* **Instructions for the task**: Repeat each line of the material below exactly.

* **Data extracts**:
■ ■ ■ ■
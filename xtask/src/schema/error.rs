//! Error types for schema commands.

use eip_core::schema::SchemaViolation;
use thiserror::Error;

/// Result type alias for schema module.
pub type Result<T> = std::result::Result<T, SchemaError>;

#[derive(Error, Debug)]
pub enum SchemaError {
    #[error("Failed to read '{path}': {source}")]
    Io {
        path: String,
        source: std::io::Error,
    },

    #[error("'{path}' is not valid JSON: {source}")]
    Json {
        path: String,
        source: serde_json::Error,
    },

    #[error("'{path}' has {count} schema violation(s)", count = violations.len())]
    Invalid {
        path: String,
        violations: Vec<SchemaViolation>,
    },
}
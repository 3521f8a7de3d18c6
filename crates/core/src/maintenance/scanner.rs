//! Pagination driver.
//!
//! Walks a table page by page, forwarding each page's continuation key to the
//! next scan. Throttled scans are retried with the shared backoff policy.

use tokio_stream::Stream;

use super::error::Result;
use super::retry::{with_backoff, ThrottleStats};
use crate::backoff::BackoffPolicy;
use crate::storage::{ContinuationKey, DocumentStore, Page, ScanRequest};

pub struct Scanner<'a, S: ?Sized> {
    store: &'a S,
    request: ScanRequest,
    policy: BackoffPolicy,
    finished: bool,
    stats: ThrottleStats,
}

impl<'a, S> Scanner<'a, S>
where
    S: DocumentStore + ?Sized + 'a,
{
    /// Starts at `request.start_key`, or at the beginning of the table.
    pub fn new(store: &'a S, request: ScanRequest, policy: BackoffPolicy) -> Self {
        Self {
            store,
            request,
            policy,
            finished: false,
            stats: ThrottleStats::default(),
        }
    }

    pub fn table(&self) -> &str {
        &self.request.table
    }

    /// Key the next scan will start from. Persist it to restart an interrupted walk.
    pub fn resume_key(&self) -> Option<&ContinuationKey> {
        self.request.start_key.as_ref()
    }

    /// Whether the store has reported the end of the table.
    pub fn is_finished(&self) -> bool {
        self.finished
    }

    pub fn stats(&self) -> ThrottleStats {
        self.stats
    }

    /// Fetches the next page, or `None` once the table is exhausted.
    pub async fn next_page(&mut self) -> Result<Option<Page>> {
        if self.finished {
            return Ok(None);
        }

        let store = self.store;
        let request = &self.request;
        let page = with_backoff(&self.policy, "scan", &request.table, &mut self.stats, || {
            store.scan(request)
        })
        .await?;

        tracing::info!(
            table = %self.request.table,
            items = page.items.len(),
            consumed_capacity = page.consumed_capacity,
            more = page.last_key.is_some(),
            "Scanned page"
        );

        self.request.start_key = page.last_key.clone();
        self.finished = page.last_key.is_none();

        Ok(Some(page))
    }

    /// Lazy stream of every remaining page.
    pub fn pages(mut self) -> impl Stream<Item = Result<Page>> + 'a {
        async_stream::try_stream! {
            while let Some(page) = self.next_page().await? {
                yield page;
            }
        }
    }
}
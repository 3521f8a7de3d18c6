mod error;
pub mod keys;
mod traits;
mod types;

pub use error::{Result, StoreError};
pub use traits::DocumentStore;
pub use types::{
    ContinuationKey, Item, Page, PrimaryKey, ScanFilter, ScanRequest, BATCH_WRITE_LIMIT,
};
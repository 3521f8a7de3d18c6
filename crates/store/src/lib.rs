//! Document store backends.
//!
//! Implementations of [`eip_core::storage::DocumentStore`], selected with
//! feature flags. Both can be enabled at once.
//!
//! # Feature Flags
//!
//! - `inmemory` (default): process-local store that can simulate throttling
//!   and partial acknowledgment
//! - `dynamodb`: AWS DynamoDB store using `aws-sdk-dynamodb`
//!
//! Build with DynamoDB:
//! ```bash
//! cargo build -p eip_store --features dynamodb
//! ```

#[cfg(not(any(feature = "inmemory", feature = "dynamodb")))]
compile_error!(
    "No store backend selected. Enable 'inmemory' or 'dynamodb' feature. \
    Example: cargo build -p eip_store --features dynamodb"
);

#[cfg(feature = "inmemory")]
pub mod inmemory;

#[cfg(feature = "dynamodb")]
pub mod dynamodb;

#[cfg(feature = "inmemory")]
pub use inmemory::InMemoryStore;

#[cfg(feature = "dynamodb")]
pub use dynamodb::DynamoDbStore;
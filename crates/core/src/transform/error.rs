use thiserror::Error;

/// Why an item was excluded from a write batch.
#[derive(Debug, Error, Clone, PartialEq, Eq)]
pub enum ValidationError {
    #[error("missing attribute '{0}'")]
    MissingAttribute(&'static str),
    #[error("attribute '{attribute}' is invalid: {reason}")]
    InvalidAttribute {
        attribute: &'static str,
        reason: String,
    },
    #[error("sort key '{sk}' is not of the form <prefix>#<timestamp>")]
    MalformedSortKey { sk: String },
    #[error("sort key '{sk}' carries no ISO-8601 timestamp")]
    MissingTimestamp { sk: String },
}

/// Retention window outside the supported range.
#[derive(Debug, Error, Clone, Copy, PartialEq, Eq)]
#[error("retention of {days} days is outside 1..={max} days")]
pub struct RetentionOutOfRange {
    pub days: i64,
    pub max: i64,
}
■ ■ ■ ■
* **Result of the exercise**:
filename xtask/src/schema/error.rs
//! Error types for schema commands.

use eip_core::schema::SchemaViolation;
use thiserror::Error;

/// Result type alias for schema module.
pub type Result<T> = std::result::Result<T, SchemaError>;

#[derive(Error, Debug)]
pub enum SchemaError {
    #[error("Failed to read '{path}': {source}")]
    Io {
        path: String,
        source: std::io::Error,
    },

    #[error("'{path}' is not valid JSON: {source}")]
    Json {
        path: String,
        source: serde_json::Error,
    },

    #[error("'{path}' has {count} schema violation(s)", count = violations.len())]
    Invalid {
        path: String,
        violations: Vec<SchemaViolation>,
    },
}
repository 3521f8a7de3d18c6
filename crates/core/src/maintenance/scanner.rs
//! Pagination driver.
//!
//! Walks a table page by page, forwarding each page's continuation key to the
//! next scan. Throttled scans are retried with the shared backoff policy.

use tokio_stream::Stream;

use super::error::Result;
use super::retry::{with_backoff, ThrottleStats};
use crate::backoff::BackoffPolicy;
use crate::storage::{ContinuationKey, DocumentStore, Page, ScanRequest};

pub struct Scanner<'a, S: ?Sized> {
    store: &'a S,
    request: ScanRequest,
    policy: BackoffPolicy,
    finished: bool,
    stats: ThrottleStats,
}

impl<'a, S> Scanner<'a, S>
where
    S: DocumentStore + ?Sized + 'a,
{
    /// Starts at `request.start_key`, or at the beginning of the table.
    pub fn new(store: &'a S, request: ScanRequest, policy: BackoffPolicy) -> Self {
        Self {
            store,
            request,
            policy,
            finished: false,
            stats: ThrottleStats::default(),
        }
    }

    pub fn table(&self) -> &str {
        &self.request.table
    }

    /// Key the next scan will start from. Persist it to restart an interrupted walk.
    pub fn resume_key(&self) -> Option<&ContinuationKey> {
        self.request.start_key.as_ref()
    }

    /// Whether the store has reported the end of the table.
    pub fn is_finished(&self) -> bool {
        self.finished
    }

    pub fn stats(&self) -> ThrottleStats {
        self.stats
    }

    /// Fetches the next page, or `None` once the table is exhausted.
    pub async fn next_page(&mut self) -> Result<Option<Page>> {
        if self.finished {
            return Ok(None);
        }

        let store = self.store;
        let request = &self.request;
        let page = with_backoff(&self.policy, "scan", &request.table, &mut self.stats, || {
            store.scan(request)
        })
        .await?;

        tracing::info!(
            table = %self.request.table,
            items = page.items.len(),
            consumed_capacity = page.consumed_capacity,
            more = page.last_key.is_some(),
            "Scanned page"
        );

        self.request.start_key = page.last_key.clone();
        self.finished = page.last_key.is_none();

        Ok(Some(page))
    }

    /// Lazy stream of every remaining page.
    pub fn pages(mut self) -> impl Stream<Item = Result<Page>> + 'a {
        async_stream::try_stream! {
            while let Some(page) = self.next_page().await? {
                yield page;
            }
        }
    }
}
repository 3521f8a7de3d18c6
mod error;
pub mod keys;
mod traits;
mod types;

pub use error::{Result, StoreError};
pub use traits::DocumentStore;
pub use types::{
    ContinuationKey, Item, Page, PrimaryKey, ScanFilter, ScanRequest, BATCH_WRITE_LIMIT,
};
repository 3521f8a7de3d18c6
filename crates/store/src/lib.rs
//! Document store backends.
//!
//! Implementations of [`eip_core::storage::DocumentStore`], selected with
//! feature flags. Both can be enabled at once.
//!
//! # Feature Flags
//!
//! - `inmemory` (default): process-local store that can simulate throttling
//!   and partial acknowledgment
//! - `dynamodb`: AWS DynamoDB store using `aws-sdk-dynamodb`
//!
//! Build with DynamoDB:
//! ```bash
//! cargo build -p eip_store --features dynamodb
//! ```

#[cfg(not(any(feature = "inmemory", feature = "dynamodb")))]
compile_error!(
    "No store backend selected. Enable 'inmemory' or 'dynamodb' feature. \
    Example: cargo build -p eip_store --features dynamodb"
);

#[cfg(feature = "inmemory")]
pub mod inmemory;

#[cfg(feature = "dynamodb")]
pub mod dynamodb;

#[cfg(feature = "inmemory")]
pub use inmemory::InMemoryStore;

#[cfg(feature = "dynamodb")]
pub use dynamodb::DynamoDbStore;
filename crates/core/src/transform/error.rs
use thiserror::Error;

/// Why an item was excluded from a write batch.
#[derive(Debug, Error, Clone, PartialEq, Eq)]
pub enum ValidationError {
    #[error("missing attribute '{0}'")]
    MissingAttribute(&'static str),
    #[error("attribute '{attribute}' is invalid: {reason}")]
    InvalidAttribute {
        attribute: &'static str,
        reason: String,
    },
    #[error("sort key '{sk}' is not of the form <prefix>#<timestamp>")]
    MalformedSortKey { sk: String },
    #[error("sort key '{sk}' carries no ISO-8601 timestamp")]
    MissingTimestamp { sk: String },
}

/// Retention window outside the supported range.
#[derive(Debug, Error, Clone, Copy, PartialEq, Eq)]
#[error("retention of {days} days is outside 1..={max} days")]
pub struct RetentionOutOfRange {
    pub days: i64,
    pub max: i64,
}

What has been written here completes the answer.